[Collected data]
◆ ◆ ◆

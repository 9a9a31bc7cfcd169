/// Family setup invitations
///
/// The system administrator issues one-time tokens; redeeming a token
/// creates a family together with its settings and logs the new family in
/// with the family PIN.
///
/// # Endpoints
///
/// - `POST /v1/family-setup/invites` - Create an invite (system admin)
/// - `GET /v1/family-setup/invites` - List invites (system admin)
/// - `GET /v1/family-setup/invites/:token` - Check an invite (public)
/// - `POST /v1/family-setup/complete` - Redeem an invite (public)

use crate::{
    app::AppState,
    error::{ApiError, ApiResult},
};
use axum::{
    extract::{Path, State},
    http::StatusCode,
    Extension, Json,
};
use babycontrol_shared::{
    auth::{
        authorization::require_sys_admin,
        jwt::{self, Claims, Principal, TokenPair, TokenType},
        middleware::AuthContext,
        password,
    },
    models::{
        caretaker::CaretakerRole,
        family::{CreateFamily, Family},
        family_setup_invite::FamilySetupInvite,
        settings::{CreateSettings, Settings},
    },
    validation,
};
use chrono::{DateTime, Utc};
use serde::{Deserialize, Serialize};
use tracing::{info, warn};
use validator::Validate;

#[derive(Debug, Default, Deserialize, Validate)]
pub struct CreateInviteRequest {
    /// Deliver the invite link to this address
    #[validate(email(message = "Invalid email format"))]
    pub email: Option<String>,
}

#[derive(Debug, Serialize)]
pub struct CreateInviteResponse {
    #[serde(flatten)]
    pub invite: FamilySetupInvite,

    pub email_sent: bool,
}

#[derive(Debug, Serialize)]
pub struct InviteStatusResponse {
    pub valid: bool,
    pub expires_at: DateTime<Utc>,

    #[serde(skip_serializing_if = "Option::is_none")]
    pub reason: Option<&'static str>,
}

#[derive(Debug, Deserialize, Validate)]
pub struct CompleteSetupRequest {
    #[validate(length(min = 1, message = "Token is required"))]
    pub token: String,

    #[validate(length(min = 1, max = 100, message = "Name must be 1-100 characters"))]
    pub name: String,

    #[validate(custom(function = "validation::validate_slug"))]
    pub slug: String,

    #[validate(custom(function = "validation::validate_pin"))]
    pub security_pin: String,
}

#[derive(Debug, Serialize)]
pub struct CompleteSetupResponse {
    #[serde(flatten)]
    pub tokens: TokenPair,

    pub family: Family,
}

fn invite_problem(invite: &FamilySetupInvite, now: DateTime<Utc>) -> Option<&'static str> {
    if invite.used {
        Some("This invite has already been used")
    } else if invite.expires_at <= now {
        Some("This invite has expired")
    } else {
        None
    }
}

pub async fn create_invite(
    State(state): State<AppState>,
    Extension(auth): Extension<AuthContext>,
    Json(req): Json<CreateInviteRequest>,
) -> ApiResult<(StatusCode, Json<CreateInviteResponse>)> {
    require_sys_admin(&auth)?;
    req.validate()?;

    let invite = FamilySetupInvite::create(&state.db, "sysadmin").await?;
    info!(invite_id = %invite.id, expires_at = %invite.expires_at, "Family setup invite created");

    let mut email_sent = false;
    if let Some(email) = req.email.as_deref() {
        match state.email.send_invite_email(&state.db, email, &invite.token).await {
            Ok(()) => email_sent = true,
            Err(e) => warn!(invite_id = %invite.id, error = %e, "Failed to send invite email"),
        }
    }

    Ok((
        StatusCode::CREATED,
        Json(CreateInviteResponse { invite, email_sent }),
    ))
}

pub async fn list_invites(
    State(state): State<AppState>,
    Extension(auth): Extension<AuthContext>,
) -> ApiResult<Json<Vec<FamilySetupInvite>>> {
    require_sys_admin(&auth)?;

    Ok(Json(FamilySetupInvite::list(&state.db).await?))
}

/// Reports whether an invite can still be redeemed
///
/// # Errors
///
/// - `404 Not Found`: Unknown token
pub async fn check_invite(
    State(state): State<AppState>,
    Path(token): Path<String>,
) -> ApiResult<Json<InviteStatusResponse>> {
    let invite = FamilySetupInvite::find_by_token(&state.db, &token)
        .await?
        .ok_or_else(|| ApiError::NotFound("Invite not found".to_string()))?;

    let reason = invite_problem(&invite, Utc::now());

    Ok(Json(InviteStatusResponse {
        valid: reason.is_none(),
        expires_at: invite.expires_at,
        reason,
    }))
}

/// Redeems an invite
///
/// Family, settings and the used-flag on the invite are written in one
/// transaction, so a token can create at most one family.
///
/// # Endpoint
///
/// ```text
/// POST /v1/family-setup/complete
/// Content-Type: application/json
///
/// {
///   "token": "9f86d08...",
///   "name": "Smith Family",
///   "slug": "smith-family",
///   "security_pin": "123456"
/// }
/// ```
///
/// # Errors
///
/// - `400 Bad Request`: Invite expired
/// - `404 Not Found`: Unknown token
/// - `409 Conflict`: Invite already used, or slug taken
pub async fn complete(
    State(state): State<AppState>,
    Json(req): Json<CompleteSetupRequest>,
) -> ApiResult<(StatusCode, Json<CompleteSetupResponse>)> {
    req.validate()?;

    let pin_hash = password::hash_password(&req.security_pin)?;

    let mut tx = state.db.begin().await?;

    let invite = FamilySetupInvite::find_by_token(&mut *tx, &req.token)
        .await?
        .ok_or_else(|| ApiError::NotFound("Invite not found".to_string()))?;

    match invite_problem(&invite, Utc::now()) {
        Some(reason) if invite.used => return Err(ApiError::Conflict(reason.to_string())),
        Some(reason) => return Err(ApiError::BadRequest(reason.to_string())),
        None => {}
    }

    let family = Family::create(
        &mut *tx,
        CreateFamily {
            slug: req.slug,
            name: req.name.clone(),
            account_id: None,
        },
    )
    .await?;

    Settings::create(
        &mut *tx,
        CreateSettings {
            family_id: family.id,
            family_name: req.name,
            security_pin_hash: pin_hash,
        },
    )
    .await?;

    // Lost a race with another redemption of the same token
    if !FamilySetupInvite::mark_used(&mut *tx, invite.id, family.id).await? {
        return Err(ApiError::Conflict("This invite has already been used".to_string()));
    }

    tx.commit().await?;

    info!(invite_id = %invite.id, family_id = %family.id, "Family created from invite");

    let claims = Claims::new(
        family.id,
        Principal::FamilySystem,
        Some(family.id),
        Some(CaretakerRole::Admin),
        TokenType::Access,
    );
    let tokens = jwt::issue_token_pair(&claims, state.jwt_secret())?;

    Ok((StatusCode::CREATED, Json(CompleteSetupResponse { tokens, family })))
}

#[cfg(test)]
mod tests {
    use super::*;
    use chrono::Duration;
    use uuid::Uuid;

    fn invite(used: bool, expires_in: Duration) -> FamilySetupInvite {
        let now = Utc::now();
        FamilySetupInvite {
            id: Uuid::new_v4(),
            token: "token".to_string(),
            expires_at: now + expires_in,
            used,
            family_id: None,
            created_by: Some("sysadmin".to_string()),
            created_at: now,
            updated_at: now,
        }
    }

    #[test]
    fn test_invite_problem() {
        let now = Utc::now();
        assert_eq!(invite_problem(&invite(false, Duration::days(1)), now), None);
        assert_eq!(
            invite_problem(&invite(true, Duration::days(1)), now),
            Some("This invite has already been used")
        );
        assert_eq!(
            invite_problem(&invite(false, Duration::days(-1)), now),
            Some("This invite has expired")
        );
    }
}
/// Transactional email.
///
/// The provider is read from the `email_config` row on every send, so a
/// change made through the admin API applies to the next message:
///
/// - `console`: logs the message instead of sending it
/// - `sendgrid`: SendGrid v3 mail API
/// - `smtp2go`: SMTP2GO HTTP API

use babycontrol_shared::models::email_config::{EmailConfig, EmailProvider};
use serde_json::{json, Value};
use sqlx::PgPool;
use thiserror::Error;
use tracing::{debug, error, info};

const SENDGRID_URL: &str = "https://api.sendgrid.com/v3/mail/send";
const SMTP2GO_URL: &str = "https://api.smtp2go.com/v3/email/send";

#[derive(Debug, Error)]
pub enum EmailError {
    /// Selected provider has no API key
    #[error("Email provider '{0}' is not configured")]
    NotConfigured(&'static str),

    #[error("Failed to send email: {0}")]
    SendFailed(String),

    #[error("Provider error: {0}")]
    ProviderError(String),

    #[error("Database error: {0}")]
    DatabaseError(#[from] sqlx::Error),
}

#[derive(Debug, Clone)]
pub struct EmailMessage {
    pub to: String,
    pub to_name: Option<String>,
    pub subject: String,
    pub body_text: String,
}

#[derive(Clone)]
pub struct EmailService {
    http: reqwest::Client,

    /// Base URL for links in emails
    app_url: String,
}

fn mailbox(name: Option<&str>, email: &str) -> String {
    match name {
        Some(name) if !name.is_empty() => format!("{} <{}>", name, email),
        _ => email.to_string(),
    }
}

fn greeting(name: Option<&str>) -> String {
    name.map(|n| format!(" {}", n)).unwrap_or_default()
}

pub(crate) fn sendgrid_body(config: &EmailConfig, message: &EmailMessage) -> Value {
    let mut to = json!({ "email": message.to });
    if let Some(name) = &message.to_name {
        to["name"] = json!(name);
    }

    json!({
        "personalizations": [{ "to": [to] }],
        "from": {
            "email": config.sender_email,
            "name": config.sender_name
        },
        "subject": message.subject,
        "content": [{
            "type": "text/plain",
            "value": message.body_text
        }]
    })
}

pub(crate) fn smtp2go_body(config: &EmailConfig, api_key: &str, message: &EmailMessage) -> Value {
    json!({
        "api_key": api_key,
        "to": [mailbox(message.to_name.as_deref(), &message.to)],
        "sender": mailbox(Some(&config.sender_name), &config.sender_email),
        "subject": message.subject,
        "text_body": message.body_text
    })
}

impl EmailService {
    pub fn new(app_url: impl Into<String>) -> Self {
        Self {
            http: reqwest::Client::new(),
            app_url: app_url.into(),
        }
    }

    /// Sends through the provider currently stored in the database
    pub async fn send(&self, pool: &PgPool, message: EmailMessage) -> Result<(), EmailError> {
        let config = EmailConfig::ensure(pool).await?;
        self.send_with(&config, message).await
    }

    /// Sends through the provider described by `config`
    pub async fn send_with(
        &self,
        config: &EmailConfig,
        message: EmailMessage,
    ) -> Result<(), EmailError> {
        match config.provider() {
            EmailProvider::Console => {
                self.send_console(config, &message);
                Ok(())
            }
            EmailProvider::Sendgrid => self.send_sendgrid(config, &message).await,
            EmailProvider::Smtp2go => self.send_smtp2go(config, &message).await,
        }
    }

    fn send_console(&self, config: &EmailConfig, message: &EmailMessage) {
        info!(
            to = %message.to,
            to_name = ?message.to_name,
            subject = %message.subject,
            from = %config.sender_email,
            "Email (console provider)"
        );
        debug!(body_text = %message.body_text, "Email body");
    }

    async fn send_sendgrid(
        &self,
        config: &EmailConfig,
        message: &EmailMessage,
    ) -> Result<(), EmailError> {
        let api_key = config
            .sendgrid_api_key
            .as_deref()
            .filter(|k| !k.is_empty())
            .ok_or(EmailError::NotConfigured("sendgrid"))?;

        let response = self
            .http
            .post(SENDGRID_URL)
            .bearer_auth(api_key)
            .json(&sendgrid_body(config, message))
            .send()
            .await
            .map_err(|e| EmailError::SendFailed(format!("SendGrid request failed: {}", e)))?;

        Self::check_response("SendGrid", response, message).await
    }

    async fn send_smtp2go(
        &self,
        config: &EmailConfig,
        message: &EmailMessage,
    ) -> Result<(), EmailError> {
        let api_key = config
            .smtp2go_api_key
            .as_deref()
            .filter(|k| !k.is_empty())
            .ok_or(EmailError::NotConfigured("smtp2go"))?;

        let response = self
            .http
            .post(SMTP2GO_URL)
            .json(&smtp2go_body(config, api_key, message))
            .send()
            .await
            .map_err(|e| EmailError::SendFailed(format!("SMTP2GO request failed: {}", e)))?;

        Self::check_response("SMTP2GO", response, message).await
    }

    async fn check_response(
        provider: &str,
        response: reqwest::Response,
        message: &EmailMessage,
    ) -> Result<(), EmailError> {
        if response.status().is_success() {
            info!(
                provider = %provider,
                to = %message.to,
                subject = %message.subject,
                "Email sent"
            );
            return Ok(());
        }

        let status = response.status();
        let error_body = response.text().await.unwrap_or_default();
        error!(
            provider = %provider,
            status = %status,
            error = %error_body,
            "Email provider rejected message"
        );
        Err(EmailError::ProviderError(format!(
            "{} returned {}: {}",
            provider, status, error_body
        )))
    }

    pub fn verification_message(&self, to: &str, name: Option<&str>, token: &str) -> EmailMessage {
        let url = format!("{}/account/verify?token={}", self.app_url, token);
        EmailMessage {
            to: to.to_string(),
            to_name: name.map(String::from),
            subject: "Verify your email address - Baby Control".to_string(),
            body_text: format!(
                "Hi{name},\n\nPlease verify your email address by opening the link \
                 below:\n\n{url}\n\n\
                 If you didn't create a Baby Control account, you can ignore this email.\n",
                name = greeting(name),
                url = url
            ),
        }
    }

    pub fn password_reset_message(
        &self,
        to: &str,
        name: Option<&str>,
        token: &str,
    ) -> EmailMessage {
        let url = format!("{}/account/reset-password?token={}", self.app_url, token);
        EmailMessage {
            to: to.to_string(),
            to_name: name.map(String::from),
            subject: "Reset your password - Baby Control".to_string(),
            body_text: format!(
                "Hi{name},\n\nWe received a request to reset your password. Open the link below \
                 to choose a new one:\n\n{url}\n\nThis link expires in 1 hour. If you didn't ask \
                 for a reset, your password stays unchanged.\n",
                name = greeting(name),
                url = url
            ),
        }
    }

    pub fn invite_message(&self, to: &str, token: &str) -> EmailMessage {
        let url = format!("{}/setup/{}", self.app_url, token);
        EmailMessage {
            to: to.to_string(),
            to_name: None,
            subject: "You're invited to set up a family - Baby Control".to_string(),
            body_text: format!(
                "Hi,\n\nYou've been invited to set up a family on Baby Control. Open the link \
                 below to get started:\n\n{url}\n\nThe invitation expires in 7 days.\n",
                url = url
            ),
        }
    }

    pub async fn send_verification_email(
        &self,
        pool: &PgPool,
        to: &str,
        name: Option<&str>,
        token: &str,
    ) -> Result<(), EmailError> {
        self.send(pool, self.verification_message(to, name, token)).await
    }

    pub async fn send_password_reset_email(
        &self,
        pool: &PgPool,
        to: &str,
        name: Option<&str>,
        token: &str,
    ) -> Result<(), EmailError> {
        self.send(pool, self.password_reset_message(to, name, token)).await
    }

    pub async fn send_invite_email(
        &self,
        pool: &PgPool,
        to: &str,
        token: &str,
    ) -> Result<(), EmailError> {
        self.send(pool, self.invite_message(to, token)).await
    }
}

◆ ◆ ◆

### PROBLEM REQUIREMENTS
Wherever the word "Deserialize" occurs in the data, copy that whole line.

### RESULT OF THE TASK
use serde::{Deserialize, Serialize};
#[derive(Debug, Default, Deserialize, Validate)]
#[derive(Debug, Deserialize, Validate)]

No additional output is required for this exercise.